*Problem to solve*. Retype, exactly as they appear below, the lines between the line holding "clicks.retain(|c| c.time <" and the line holding "let count_in_ends = match", both ends included.

*Exercise material*.
⁂

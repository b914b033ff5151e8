use std::fmt;

use dojo_schema::{Mode, SessionSettings, Tier, TierCounts, TimingStats};
use log::{debug, info};

use super::calibration::{grid_error_ms, CalibrationEstimator};
use super::judge::{JudgeMachine, JudgmentResult, ScoreState};
use super::resolver::TargetGrid;
use super::scheduler::{BeatScheduler, ScheduledClick};
use super::stats;
use super::TimeAnchor;

/// Errors beyond this many ms pin the meter needle to its end stop.
pub const NEEDLE_RANGE_MS: f64 = 150.0;

#[derive(Debug, Clone, Copy, PartialEq, Eq)]
pub enum SessionState {
    Idle,
    Running,
    Stopped,
}

#[derive(Debug, Clone, PartialEq)]
pub enum TapOutcome {
    /// No session is running; the tap was not looked at.
    Ignored,
    /// The tap fell inside the count-in.
    CountIn { beats_remaining: u32 },
    Judged(JudgmentResult),
    CalibrationSample { error_ms: f64, collected: usize },
    /// The tap completed a calibration run and produced a new offset.
    Calibrated { error_ms: f64, offset_ms: f64 },
    /// The tap arrived at or after the session end; the session is now stopped.
    SessionOver,
}

#[derive(Debug, Clone, Copy, PartialEq, Eq)]
pub enum Label {
    Ready,
    Calib,
    CountIn(u32),
    Tier(Tier),
}

impl fmt::Display for Label {
    fn fmt(&self, f: &mut fmt::Formatter<'_>) -> fmt::Result {
        match self {
            Label::Ready => f.write_str("READY"),
            Label::Calib => f.write_str("CALIB"),
            Label::CountIn(n) => write!(f, "{n}"),
            Label::Tier(t) => f.write_str(t.label()),
        }
    }
}

/// Read-only model handed to the renderer.
#[derive(Debug, Clone, PartialEq)]
pub struct SessionView {
    pub state: SessionState,
    pub mode: Mode,
    pub label: Label,
    pub error_ms: Option<f64>,
    /// Meter position in `[0, 1]`; 0.5 is dead on.
    pub needle: f64,
    pub score: u64,
    pub combo: u32,
    pub max_combo: u32,
    pub remaining_secs: f64,
    pub tier_counts: TierCounts,
    pub stats: TimingStats,
    pub latency_offset_ms: f64,
    /// Taps in the current error sample; calibration progress in calibration mode.
    pub sample_count: usize,
    pub message: String,
}

pub fn needle_position(error_ms: Option<f64>) -> f64 {
    match error_ms {
        Some(e) if e.is_finite() => (e.clamp(-NEEDLE_RANGE_MS, NEEDLE_RANGE_MS) + NEEDLE_RANGE_MS) / (2.0 * NEEDLE_RANGE_MS),
        _ => 0.5,
    }
}

/// One practice or calibration session: anchors, scheduler, judge and
/// calibration buffer behind a single owner.
pub struct Session {
    settings: SessionSettings,
    state: SessionState,
    anchor: Option<TimeAnchor>,
    scheduler: Option<BeatScheduler>,
    judge: JudgeMachine,
    calibration: CalibrationEstimator,
    latency_offset_ms: f64,
    last_error_ms: Option<f64>,
    label: Label,
    message: String,
}

impl Session {
    pub fn new(settings: SessionSettings, latency_offset_ms: f64) -> Self {
        let settings = settings.sanitized();
        let latency_offset_ms = if latency_offset_ms.is_finite() {
            latency_offset_ms
        } else {
            0.0
        };
        let label = idle_label(settings.mode);
        Self {
            judge: JudgeMachine::new(settings.difficulty.profile()),
            message: idle_message(settings.mode).to_string(),
            settings,
            state: SessionState::Idle,
            anchor: None,
            scheduler: None,
            calibration: CalibrationEstimator::new(),
            latency_offset_ms,
            last_error_ms: None,
            label,
        }
    }

    pub fn settings(&self) -> &SessionSettings {
        &self.settings
    }

    pub fn state(&self) -> SessionState {
        self.state
    }

    pub fn is_running(&self) -> bool {
        self.state == SessionState::Running
    }

    pub fn anchor(&self) -> Option<&TimeAnchor> {
        self.anchor.as_ref()
    }

    pub fn judge(&self) -> &JudgeMachine {
        &self.judge
    }

    pub fn score(&self) -> &ScoreState {
        self.judge.score()
    }

    pub fn calibration(&self) -> &CalibrationEstimator {
        &self.calibration
    }

    pub fn latency_offset_ms(&self) -> f64 {
        self.latency_offset_ms
    }

    pub fn set_latency_offset_ms(&mut self, offset_ms: f64) {
        if offset_ms.is_finite() {
            self.latency_offset_ms = offset_ms;
        }
    }

    /// Switches between practice and calibration. Refused while running.
    pub fn set_mode(&mut self, mode: Mode) -> bool {
        if self.is_running() {
            return false;
        }
        // The finished session's score and error sample stay readable for its report.
        self.settings.mode = mode;
        self.calibration.clear();
        self.last_error_ms = None;
        self.label = idle_label(mode);
        self.message = idle_message(mode).to_string();
        true
    }

    /// Starts a fresh session; the first count-in click sounds
    /// `start_delay_secs` after `now`.
    pub fn start(&mut self, now: f64) -> TimeAnchor {
        let spb = self.settings.seconds_per_beat();
        let anchor = TimeAnchor::new(
            now + self.settings.start_delay_secs,
            self.settings.count_in_beats,
            spb,
            self.settings.duration_secs,
        );
        self.anchor = Some(anchor);
        self.scheduler = Some(BeatScheduler::new(anchor.count_in_start, spb, self.settings.lookahead_secs));
        self.judge = JudgeMachine::new(self.settings.difficulty.profile());
        self.calibration.clear();
        self.last_error_ms = None;
        self.label = idle_label(self.settings.mode);
        self.message = match self.settings.mode {
            Mode::Practice => "Practice started: tap along with the click.".to_string(),
            Mode::Calibration => format!(
                "Calibration started: tap along with the click {} times.",
                dojo_schema::CALIBRATION_SAMPLES
            ),
        };
        self.state = SessionState::Running;
        info!(
            "session started: {} bpm, {} / {} / {}, count-in {:.3}s play {:.3}s end {:.3}s, offset {:.1}ms",
            self.settings.bpm,
            self.settings.pattern,
            self.settings.difficulty,
            self.settings.mode,
            anchor.count_in_start,
            anchor.play_start,
            anchor.session_end,
            self.latency_offset_ms
        );
        anchor
    }

    /// Hard stop. Pending scheduler state is dropped, not drained; the score
    /// stays readable until the next start.
    pub fn stop(&mut self) {
        if self.state != SessionState::Running {
            return;
        }
        self.state = SessionState::Stopped;
        self.scheduler = None;
        self.label = idle_label(self.settings.mode);
        self.message = "Stopped.".to_string();
        let score = self.judge.score();
        info!(
            "session stopped: score {} max combo {} judged {}",
            score.score,
            score.max_combo,
            score.tier_counts.total()
        );
    }

    /// Scheduler tick. Returns the clicks to hand to the audio clock, never
    /// one at or after `session_end`, and stops the session once `now`
    /// reaches its end.
    pub fn tick(&mut self, now: f64) -> Vec<ScheduledClick> {
        if !self.is_running() {
            return Vec::new();
        }
        if self.anchor.is_some_and(|a| a.is_over(now)) {
            self.stop();
            return Vec::new();
        }
        let (Some(anchor), Some(scheduler)) = (self.anchor, self.scheduler.as_mut()) else {
            return Vec::new();
        };
        let mut clicks = scheduler.tick(now);
        clicks.retain(|c| c.time < anchor.session_end);
        clicks
    }

    pub fn tap(&mut self, raw_time: f64) -> TapOutcome {
        if !self.is_running() {
            return TapOutcome::Ignored;
        }
        let Some(anchor) = self.anchor else {
            return TapOutcome::Ignored;
        };
        if anchor.is_over(raw_time) {
            self.stop();
            return TapOutcome::SessionOver;
        }

        let count_in_ends = match self.settings.mode {
            Mode::Practice => anchor.play_start,
            Mode::Calibration => anchor.count_in_start,
        };
        if raw_time < count_in_ends {
            let beats_remaining = self.count_in_beats_remaining(&anchor, raw_time);
            if self.settings.mode == Mode::Practice {
                self.label = Label::CountIn(beats_remaining);
            }
            return TapOutcome::CountIn { beats_remaining };
        }

        let compensated = raw_time + self.latency_offset_ms / 1000.0;
        let spb = self.settings.seconds_per_beat();
        match self.settings.mode {
            Mode::Practice => {
                let grid = TargetGrid::for_pattern(self.settings.pattern, &anchor, spb);
                let target = grid.resolve(compensated);
                let result = self.judge.judge(compensated, target);
                debug!(
                    "tap {:.4}s -> target {} ({:.4}s): {} err {:?}ms +{}",
                    raw_time,
                    result.target.index,
                    result.target.ideal,
                    result.tier.label(),
                    result.error_ms,
                    result.score_delta
                );
                self.last_error_ms = result.error_ms;
                self.label = Label::Tier(result.tier);
                TapOutcome::Judged(result)
            }
            Mode::Calibration => {
                let grid = TargetGrid::beat_grid(&anchor, spb);
                let error_ms = grid_error_ms(&grid, compensated);
                self.last_error_ms = Some(error_ms);
                match self.calibration.push(error_ms) {
                    Some(median_ms) => {
                        let offset_ms = CalibrationEstimator::refine(self.latency_offset_ms, median_ms);
                        self.latency_offset_ms = offset_ms;
                        self.message = format!("Calibration done: offset set to {} ms.", offset_ms.round());
                        info!("calibration finished: latency offset {offset_ms:.1}ms");
                        TapOutcome::Calibrated { error_ms, offset_ms }
                    }
                    None => TapOutcome::CalibrationSample {
                        error_ms,
                        collected: self.calibration.len(),
                    },
                }
            }
        }
    }

    fn count_in_beats_remaining(&self, anchor: &TimeAnchor, t: f64) -> u32 {
        let max = i64::from(self.settings.count_in_beats.max(1));
        let beats = ((anchor.play_start - t) / self.settings.seconds_per_beat()).ceil() as i64;
        beats.clamp(1, max) as u32
    }

    pub fn remaining_secs(&self, now: f64) -> f64 {
        match (self.state, self.anchor) {
            (SessionState::Running, Some(a)) => (a.session_end - now).clamp(0.0, self.settings.duration_secs),
            (SessionState::Stopped, _) => 0.0,
            _ => self.settings.duration_secs,
        }
    }

    pub fn view(&self, now: f64) -> SessionView {
        let score = self.judge.score();
        let (stats, sample_count) = match self.settings.mode {
            Mode::Practice => (self.judge.stats(), self.judge.errors_ms().len()),
            Mode::Calibration => (
                stats::timing_stats(self.calibration.samples_ms(), None),
                self.calibration.len(),
            ),
        };
        SessionView {
            state: self.state,
            mode: self.settings.mode,
            label: self.label,
            error_ms: self.last_error_ms,
            needle: needle_position(self.last_error_ms),
            score: score.score,
            combo: score.combo,
            max_combo: score.max_combo,
            remaining_secs: self.remaining_secs(now),
            tier_counts: score.tier_counts,
            stats,
            latency_offset_ms: self.latency_offset_ms,
            sample_count,
            message: self.message.clone(),
        }
    }
}

fn idle_label(mode: Mode) -> Label {
    match mode {
        Mode::Practice => Label::Ready,
        Mode::Calibration => Label::Calib,
    }
}

fn idle_message(mode: Mode) -> &'static str {
    match mode {
        Mode::Practice => "Practice: tap along with the click and watch the error in ms.",
        Mode::Calibration => "Calibration: tap along with the click about 20 times; the offset updates itself.",
    }
}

⁂

*Task output*.
        clicks.retain(|c| c.time < anchor.session_end);
        clicks
    }

    pub fn tap(&mut self, raw_time: f64) -> TapOutcome {
        if !self.is_running() {
            return TapOutcome::Ignored;
        }
        let Some(anchor) = self.anchor else {
            return TapOutcome::Ignored;
        };
        if anchor.is_over(raw_time) {
            self.stop();
            return TapOutcome::SessionOver;
        }

        let count_in_ends = match self.settings.mode {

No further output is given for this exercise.